- _What you should do_: In the data below, find each line containing the string "PathBuf" and return it.

- _Data for the task_:
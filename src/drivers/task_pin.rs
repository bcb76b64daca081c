//! Spawning the execution contexts as pinned FreeRTOS tasks.
//!
//! ESP-IDF runs `std::thread` on pthreads, and `esp_pthread_set_cfg()`
//! decides core, priority and stack of the *next* pthread created by the
//! calling thread. [`spawn`] sets that config and creates the thread in
//! one step, so the pair is never split by another spawn.
//!
//! Both contexts live on APP_CPU; PRO_CPU is left to the IDF system tasks.
//! Ordering of preemption: timer context > worker context > main task
//! (the foreground loop, priority 1).
//!
//! On the host only the name and stack size apply.

use std::io;
use std::thread::JoinHandle;

/// ESP32-S3 APP_CPU.
pub const APP_CPU: u8 = 1;

/// Placement and sizing of one execution context.
#[derive(Debug, Clone, Copy, PartialEq, Eq)]
pub struct TaskSpec {
    /// Null-terminated task name.
    pub name: &'static str,
    pub core: u8,
    pub priority: u8,
    pub stack_kb: usize,
}

impl TaskSpec {
    /// Name without the trailing NUL.
    pub fn display_name(&self) -> &'static str {
        self.name.trim_end_matches('\0')
    }
}

/// Timer callback context.
pub const TIMER_TASK: TaskSpec = TaskSpec {
    name: "tick-timer\0",
    core: APP_CPU,
    priority: 10,
    stack_kb: 8,
};

/// Deferred work context.
pub const WORKER_TASK: TaskSpec = TaskSpec {
    name: "tick-worker\0",
    core: APP_CPU,
    priority: 5,
    stack_kb: 8,
};

#[cfg(target_os = "espidf")]
pub fn spawn(spec: TaskSpec, f: impl FnOnce() + Send + 'static) -> io::Result<JoinHandle<()>> {
    // SAFETY: `cfg` outlives the call and `spec.name` is a 'static
    // null-terminated string.
    let ret = unsafe {
        let mut cfg = esp_idf_sys::esp_create_default_pthread_config();
        cfg.pin_to_core = i32::from(spec.core);
        cfg.prio = i32::from(spec.priority);
        cfg.stack_size = (spec.stack_kb * 1024) as i32;
        cfg.thread_name = spec.name.as_ptr() as *const _;
        esp_idf_sys::esp_pthread_set_cfg(&cfg)
    };
    if ret != esp_idf_sys::ESP_OK as i32 {
        return Err(io::Error::other(format!(
            "{}: esp_pthread_set_cfg rc={ret}",
            spec.display_name()
        )));
    }

    log::info!(
        "Task '{}': core {}, pri {}, {}KB stack",
        spec.display_name(),
        spec.core,
        spec.priority,
        spec.stack_kb
    );
    std::thread::Builder::new()
        .name(spec.display_name().into())
        .spawn(f)
}

#[cfg(not(target_os = "espidf"))]
pub fn spawn(spec: TaskSpec, f: impl FnOnce() + Send + 'static) -> io::Result<JoinHandle<()>> {
    log::info!(
        "Task '{}' (sim, {}KB stack)",
        spec.display_name(),
        spec.stack_kb
    );
    std::thread::Builder::new()
        .name(spec.display_name().into())
        .stack_size(spec.stack_kb * 1024)
        .spawn(f)
}
//! catalog-meta CLI - Database catalog introspection.

use std::path::PathBuf;
use std::process::ExitCode;
use std::sync::Arc;

use catalog_meta::{
    CatalogError, ColumnDefinition, Config, ScanReport, SchemaDefinition, Session,
    TableDefinition, TableId,
};
use clap::{Parser, Subcommand, ValueEnum};
use serde::Serialize;
use tokio::sync::watch;
use tracing::{info, Level};
use tracing_subscriber::fmt::format::FmtSpan;

#[derive(Parser)]
#[command(name = "catalog-meta")]
#[command(about = "Read database catalog metadata into a dialect-independent model")]
#[command(version)]
struct Cli {
    /// Path to YAML configuration file
    #[arg(short, long, default_value = "catalog.yaml")]
    config: PathBuf,

    /// Log format: text or json
    #[arg(long, default_value = "text")]
    log_format: String,

    /// Log verbosity: debug, info, warn, error
    #[arg(long, default_value = "info")]
    verbosity: String,

    #[command(subcommand)]
    command: Commands,
}

#[derive(Subcommand)]
enum Commands {
    /// List the schemas of the database
    Schemas,

    /// List tables, optionally of one schema
    Tables {
        /// Only list tables of this schema
        #[arg(long)]
        schema: Option<String>,
    },

    /// Show the columns of one table
    Columns {
        /// Schema name
        schema: String,
        /// Table name
        table: String,
    },

    /// Scan every selected table and print the definition tree
    Dump {
        /// Output format
        #[arg(long, value_enum, default_value = "json")]
        format: DumpFormat,
    },

    /// Test the database connection
    HealthCheck,
}

#[derive(Clone, Copy, ValueEnum)]
enum DumpFormat {
    Json,
    Yaml,
}

#[derive(Serialize)]
struct DatabaseDump {
    database: String,
    dialect: String,
    schemas: Vec<SchemaDump>,
}

#[derive(Serialize)]
struct SchemaDump {
    #[serde(flatten)]
    schema: Arc<SchemaDefinition>,
    tables: Vec<TableDump>,
}

#[derive(Serialize)]
struct TableDump {
    #[serde(flatten)]
    table: TableDefinition,
    #[serde(skip_serializing_if = "Option::is_none")]
    columns: Option<Arc<Vec<ColumnDefinition>>>,
    #[serde(skip_serializing_if = "Option::is_none")]
    error: Option<String>,
}

#[tokio::main]
async fn main() -> ExitCode {
    match run().await {
        Ok(()) => ExitCode::SUCCESS,
        Err(e) => {
            eprintln!("{}", e.format_detailed());
            ExitCode::from(e.exit_code())
        }
    }
}

async fn run() -> Result<(), CatalogError> {
    let cli = Cli::parse();

    setup_logging(&cli.verbosity, &cli.log_format).map_err(CatalogError::Config)?;

    let config = Config::load(&cli.config)?;
    info!("Loaded configuration from {:?}", cli.config);

    let session = Session::connect(&config).await?;
    let result = execute(&session, cli.command).await;
    session.close().await;
    result
}

async fn execute(session: &Session, command: Commands) -> Result<(), CatalogError> {
    let db = session.database();

    match command {
        Commands::HealthCheck => {
            session.health_check().await?;
            println!("OK");
        }
        Commands::Schemas => {
            for schema in session.scan().await? {
                match &schema.comment {
                    Some(comment) => println!("{}\t{}", schema.name, comment),
                    None => println!("{}", schema.name),
                }
            }
        }
        Commands::Tables { schema } => {
            let names = match schema {
                Some(name) => vec![db.scan_schema(&name).await?.name.clone()],
                None => session.scan().await?.iter().map(|s| s.name.clone()).collect(),
            };
            for name in names {
                for table in session.tables(&name).await? {
                    println!("{}\t{:?}", table.full_name(), table.kind);
                }
            }
        }
        Commands::Columns { schema, table } => {
            session.scan().await?;
            if db.schema(&schema).await.is_unknown() {
                db.scan_schema(&schema).await?;
            }
            let table = db.table(&schema, &table).await?;
            for column in db.columns(&table.id()).await?.iter() {
                print_column(column);
            }
        }
        Commands::Dump { format } => {
            let cancel = setup_signal_handler();
            let report = session.scan_all(Some(cancel)).await?;
            let dump = build_dump(session, &report).await?;

            let output = match format {
                DumpFormat::Json => serde_json::to_string_pretty(&dump)?,
                DumpFormat::Yaml => serde_yaml::to_string(&dump)?,
            };
            println!("{}", output);

            if let Some(e) = report.tables.into_iter().find_map(|t| t.result.err()) {
                return Err(e);
            }
        }
    }

    Ok(())
}

fn print_column(column: &ColumnDefinition) {
    let t = &column.data_type;
    let mut line = format!(
        "{:>3}  {}  {}  {}",
        column.ordinal_position,
        column.name,
        t.display_type(),
        if t.nullable { "NULL" } else { "NOT NULL" }
    );
    if column.is_identity {
        line.push_str("  IDENTITY");
    }
    if let Some(default) = &t.default_value {
        line.push_str(&format!("  DEFAULT {}", default));
    }
    if t.is_user_defined() && t.udt.is_unresolved() {
        line.push_str(&format!("  (unresolved type {})", t.qualified_name));
    }
    if let Some(comment) = &column.comment {
        line.push_str(&format!("  -- {}", comment));
    }
    println!("{}", line);
}

async fn build_dump(session: &Session, report: &ScanReport) -> Result<DatabaseDump, CatalogError> {
    let db = session.database();
    let mut schemas = Vec::new();

    for schema in db.schemas().await {
        let mut tables = Vec::new();
        for table in session.tables(&schema.name).await? {
            let id: TableId = table.id();
            let scan = report.tables.iter().find(|t| t.table == id);
            let (columns, error) = match scan.map(|t| &t.result) {
                Some(Ok(columns)) => (Some(columns.clone()), None),
                Some(Err(e)) => (None, Some(e.to_string())),
                None => (None, None),
            };
            tables.push(TableDump {
                table,
                columns,
                error,
            });
        }
        schemas.push(SchemaDump { schema, tables });
    }

    Ok(DatabaseDump {
        database: db.name().to_string(),
        dialect: db.dialect().name().to_string(),
        schemas,
    })
}

fn setup_logging(verbosity: &str, format: &str) -> Result<(), String> {
    let level = match verbosity.to_lowercase().as_str() {
        "trace" => Level::TRACE,
        "debug" => Level::DEBUG,
        "info" => Level::INFO,
        "warn" => Level::WARN,
        "error" => Level::ERROR,
        other => return Err(format!("Invalid verbosity '{}'", other)),
    };

    // Logs go to stderr so command output on stdout stays machine-readable.
    let subscriber = tracing_subscriber::fmt()
        .with_max_level(level)
        .with_span_events(FmtSpan::CLOSE)
        .with_target(false)
        .with_writer(std::io::stderr);

    match format {
        "json" => subscriber.json().init(),
        "text" => subscriber.init(),
        other => return Err(format!("Invalid log format '{}'. Use text or json", other)),
    }

    Ok(())
}

/// Flip the returned receiver to `true` on Ctrl-C so a running dump stops
/// starting new table scans.
fn setup_signal_handler() -> watch::Receiver<bool> {
    let (tx, rx) = watch::channel(false);

    tokio::spawn(async move {
        if tokio::signal::ctrl_c().await.is_ok() {
            eprintln!("\nReceived Ctrl-C. Finishing in-flight table scans...");
            let _ = tx.send(true);
        }
    });

    rx
}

- _Solution for this task_:
use std::path::PathBuf;
    config: PathBuf,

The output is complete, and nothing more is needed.